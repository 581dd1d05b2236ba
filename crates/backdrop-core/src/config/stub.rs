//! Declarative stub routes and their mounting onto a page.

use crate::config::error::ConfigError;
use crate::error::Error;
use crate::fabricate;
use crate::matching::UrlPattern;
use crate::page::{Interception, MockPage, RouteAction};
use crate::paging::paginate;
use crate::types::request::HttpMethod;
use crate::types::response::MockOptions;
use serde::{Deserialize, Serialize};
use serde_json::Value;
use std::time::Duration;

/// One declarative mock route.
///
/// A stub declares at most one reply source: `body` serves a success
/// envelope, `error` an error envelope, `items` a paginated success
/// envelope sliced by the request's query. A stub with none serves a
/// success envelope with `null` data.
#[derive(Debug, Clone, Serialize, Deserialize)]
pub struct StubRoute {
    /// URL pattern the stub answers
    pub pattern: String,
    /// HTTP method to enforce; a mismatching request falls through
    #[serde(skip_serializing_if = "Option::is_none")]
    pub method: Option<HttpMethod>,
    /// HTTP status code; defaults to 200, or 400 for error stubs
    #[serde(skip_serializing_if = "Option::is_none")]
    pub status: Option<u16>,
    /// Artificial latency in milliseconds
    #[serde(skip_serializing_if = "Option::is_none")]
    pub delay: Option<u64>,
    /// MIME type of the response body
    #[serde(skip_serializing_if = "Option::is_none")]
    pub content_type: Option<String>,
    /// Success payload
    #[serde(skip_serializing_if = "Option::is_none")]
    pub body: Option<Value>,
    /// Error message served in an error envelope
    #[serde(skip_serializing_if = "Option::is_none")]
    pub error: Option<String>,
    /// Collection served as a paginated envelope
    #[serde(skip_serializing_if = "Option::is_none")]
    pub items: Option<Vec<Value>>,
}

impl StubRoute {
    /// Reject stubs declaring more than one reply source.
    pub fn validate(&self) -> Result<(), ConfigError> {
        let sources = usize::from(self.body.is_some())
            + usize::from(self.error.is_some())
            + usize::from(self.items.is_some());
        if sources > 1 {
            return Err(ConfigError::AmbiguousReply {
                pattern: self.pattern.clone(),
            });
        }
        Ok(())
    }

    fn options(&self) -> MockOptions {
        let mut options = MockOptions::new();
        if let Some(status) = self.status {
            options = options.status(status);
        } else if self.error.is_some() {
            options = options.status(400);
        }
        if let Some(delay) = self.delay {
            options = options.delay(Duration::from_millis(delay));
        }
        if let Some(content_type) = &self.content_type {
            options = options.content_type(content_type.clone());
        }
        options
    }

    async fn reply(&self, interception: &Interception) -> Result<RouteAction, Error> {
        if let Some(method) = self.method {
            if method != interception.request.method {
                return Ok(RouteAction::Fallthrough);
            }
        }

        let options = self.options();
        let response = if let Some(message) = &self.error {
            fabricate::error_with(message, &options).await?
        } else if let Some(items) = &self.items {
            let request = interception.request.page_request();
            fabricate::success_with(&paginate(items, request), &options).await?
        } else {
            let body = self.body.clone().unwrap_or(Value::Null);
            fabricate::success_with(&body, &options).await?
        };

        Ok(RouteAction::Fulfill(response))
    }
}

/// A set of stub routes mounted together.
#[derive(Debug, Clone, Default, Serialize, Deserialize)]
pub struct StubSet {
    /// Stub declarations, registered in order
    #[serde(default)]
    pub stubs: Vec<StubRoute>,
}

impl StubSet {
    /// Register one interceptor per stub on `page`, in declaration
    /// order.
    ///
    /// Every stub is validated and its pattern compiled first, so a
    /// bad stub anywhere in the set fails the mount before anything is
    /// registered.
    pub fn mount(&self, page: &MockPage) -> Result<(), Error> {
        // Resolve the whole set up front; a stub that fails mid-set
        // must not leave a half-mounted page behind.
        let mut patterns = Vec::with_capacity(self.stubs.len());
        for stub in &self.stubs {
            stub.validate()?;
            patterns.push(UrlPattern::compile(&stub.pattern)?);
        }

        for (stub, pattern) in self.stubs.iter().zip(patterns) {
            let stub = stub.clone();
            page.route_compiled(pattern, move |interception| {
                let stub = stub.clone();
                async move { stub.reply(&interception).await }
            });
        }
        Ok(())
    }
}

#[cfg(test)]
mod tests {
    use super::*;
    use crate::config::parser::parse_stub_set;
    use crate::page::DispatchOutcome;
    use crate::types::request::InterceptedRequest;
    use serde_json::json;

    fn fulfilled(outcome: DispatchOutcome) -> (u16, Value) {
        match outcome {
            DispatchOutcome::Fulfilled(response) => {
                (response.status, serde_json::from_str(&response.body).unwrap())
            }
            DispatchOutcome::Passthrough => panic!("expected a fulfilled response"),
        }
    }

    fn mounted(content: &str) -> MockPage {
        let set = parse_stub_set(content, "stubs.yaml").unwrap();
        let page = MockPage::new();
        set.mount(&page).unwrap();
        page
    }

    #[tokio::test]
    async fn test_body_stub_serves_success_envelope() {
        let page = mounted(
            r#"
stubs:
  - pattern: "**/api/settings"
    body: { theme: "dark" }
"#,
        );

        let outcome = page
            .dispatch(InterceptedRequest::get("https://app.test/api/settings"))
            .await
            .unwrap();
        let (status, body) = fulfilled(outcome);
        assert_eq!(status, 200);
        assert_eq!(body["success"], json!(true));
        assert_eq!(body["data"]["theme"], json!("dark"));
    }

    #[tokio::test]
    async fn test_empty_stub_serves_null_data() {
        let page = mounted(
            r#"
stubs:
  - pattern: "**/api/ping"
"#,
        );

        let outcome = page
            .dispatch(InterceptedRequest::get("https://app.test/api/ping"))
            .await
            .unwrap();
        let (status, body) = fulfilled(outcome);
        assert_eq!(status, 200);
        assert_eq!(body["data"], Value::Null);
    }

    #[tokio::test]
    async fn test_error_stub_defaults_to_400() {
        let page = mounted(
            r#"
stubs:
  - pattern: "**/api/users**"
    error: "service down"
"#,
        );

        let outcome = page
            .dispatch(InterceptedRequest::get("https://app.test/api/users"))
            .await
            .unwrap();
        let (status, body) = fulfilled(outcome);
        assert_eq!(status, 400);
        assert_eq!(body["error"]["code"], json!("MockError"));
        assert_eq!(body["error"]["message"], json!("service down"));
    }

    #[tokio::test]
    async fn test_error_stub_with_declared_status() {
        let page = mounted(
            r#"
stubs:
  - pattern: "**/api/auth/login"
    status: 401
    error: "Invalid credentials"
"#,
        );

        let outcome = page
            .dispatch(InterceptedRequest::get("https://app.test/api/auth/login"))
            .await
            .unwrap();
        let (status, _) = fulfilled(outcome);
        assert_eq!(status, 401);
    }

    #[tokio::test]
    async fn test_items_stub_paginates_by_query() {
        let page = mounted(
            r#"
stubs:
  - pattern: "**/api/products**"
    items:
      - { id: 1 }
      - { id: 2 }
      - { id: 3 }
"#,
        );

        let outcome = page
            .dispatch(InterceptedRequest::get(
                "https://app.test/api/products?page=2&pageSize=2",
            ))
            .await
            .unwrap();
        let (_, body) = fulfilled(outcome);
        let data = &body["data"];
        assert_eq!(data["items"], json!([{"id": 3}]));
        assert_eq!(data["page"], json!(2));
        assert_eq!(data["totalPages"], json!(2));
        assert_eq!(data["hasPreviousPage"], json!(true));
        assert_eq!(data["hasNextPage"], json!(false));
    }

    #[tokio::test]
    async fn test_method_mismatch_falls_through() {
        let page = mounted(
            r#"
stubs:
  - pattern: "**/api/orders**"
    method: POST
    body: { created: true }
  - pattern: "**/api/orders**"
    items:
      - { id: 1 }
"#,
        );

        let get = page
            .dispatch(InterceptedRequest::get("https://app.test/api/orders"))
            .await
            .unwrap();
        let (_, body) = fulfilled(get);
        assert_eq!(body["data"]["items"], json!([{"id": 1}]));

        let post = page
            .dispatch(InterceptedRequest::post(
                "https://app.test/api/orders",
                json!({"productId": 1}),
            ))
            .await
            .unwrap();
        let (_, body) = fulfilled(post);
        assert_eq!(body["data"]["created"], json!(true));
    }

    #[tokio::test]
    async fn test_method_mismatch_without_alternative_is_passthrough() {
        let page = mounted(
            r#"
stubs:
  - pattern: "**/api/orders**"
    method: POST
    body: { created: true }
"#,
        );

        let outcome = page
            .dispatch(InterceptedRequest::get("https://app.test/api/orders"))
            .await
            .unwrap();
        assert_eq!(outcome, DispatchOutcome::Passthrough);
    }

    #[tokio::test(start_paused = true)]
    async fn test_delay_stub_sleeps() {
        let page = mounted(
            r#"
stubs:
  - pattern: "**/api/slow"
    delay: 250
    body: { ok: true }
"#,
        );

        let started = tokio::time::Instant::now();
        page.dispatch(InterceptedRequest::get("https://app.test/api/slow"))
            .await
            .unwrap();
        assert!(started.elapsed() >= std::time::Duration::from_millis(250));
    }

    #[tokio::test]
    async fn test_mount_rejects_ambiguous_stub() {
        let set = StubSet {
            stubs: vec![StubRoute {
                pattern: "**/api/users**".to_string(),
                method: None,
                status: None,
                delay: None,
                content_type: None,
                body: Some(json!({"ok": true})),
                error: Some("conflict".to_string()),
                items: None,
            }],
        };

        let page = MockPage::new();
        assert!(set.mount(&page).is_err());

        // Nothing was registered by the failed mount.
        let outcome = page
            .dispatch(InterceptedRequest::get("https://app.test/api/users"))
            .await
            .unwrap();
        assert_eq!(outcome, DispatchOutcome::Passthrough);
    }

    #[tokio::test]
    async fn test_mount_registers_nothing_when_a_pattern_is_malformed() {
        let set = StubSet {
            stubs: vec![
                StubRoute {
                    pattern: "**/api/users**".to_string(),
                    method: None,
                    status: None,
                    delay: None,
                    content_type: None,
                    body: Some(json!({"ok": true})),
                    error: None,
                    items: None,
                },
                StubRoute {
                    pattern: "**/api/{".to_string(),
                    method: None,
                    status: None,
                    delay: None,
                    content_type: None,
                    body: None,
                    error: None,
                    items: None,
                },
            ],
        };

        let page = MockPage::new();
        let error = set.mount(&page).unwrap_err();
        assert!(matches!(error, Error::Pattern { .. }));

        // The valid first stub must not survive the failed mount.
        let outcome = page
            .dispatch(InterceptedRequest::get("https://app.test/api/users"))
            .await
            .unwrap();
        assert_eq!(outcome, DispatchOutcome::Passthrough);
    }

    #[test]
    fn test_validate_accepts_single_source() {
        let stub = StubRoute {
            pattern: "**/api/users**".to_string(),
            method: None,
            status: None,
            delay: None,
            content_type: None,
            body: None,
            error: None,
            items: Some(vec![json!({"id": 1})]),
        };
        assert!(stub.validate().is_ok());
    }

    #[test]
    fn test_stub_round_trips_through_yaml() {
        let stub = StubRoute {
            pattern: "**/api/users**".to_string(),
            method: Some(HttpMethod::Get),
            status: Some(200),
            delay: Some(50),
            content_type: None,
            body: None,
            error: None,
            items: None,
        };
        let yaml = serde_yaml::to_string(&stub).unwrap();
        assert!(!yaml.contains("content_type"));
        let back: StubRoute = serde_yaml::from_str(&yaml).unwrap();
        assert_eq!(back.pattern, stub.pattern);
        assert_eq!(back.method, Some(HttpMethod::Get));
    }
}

:::

TASK GOAL: Which of the lines in the listing above include "login"? Report each of them.

YOUR SOLUTION:
  - pattern: "**/api/auth/login"
            .dispatch(InterceptedRequest::get("https://app.test/api/auth/login"))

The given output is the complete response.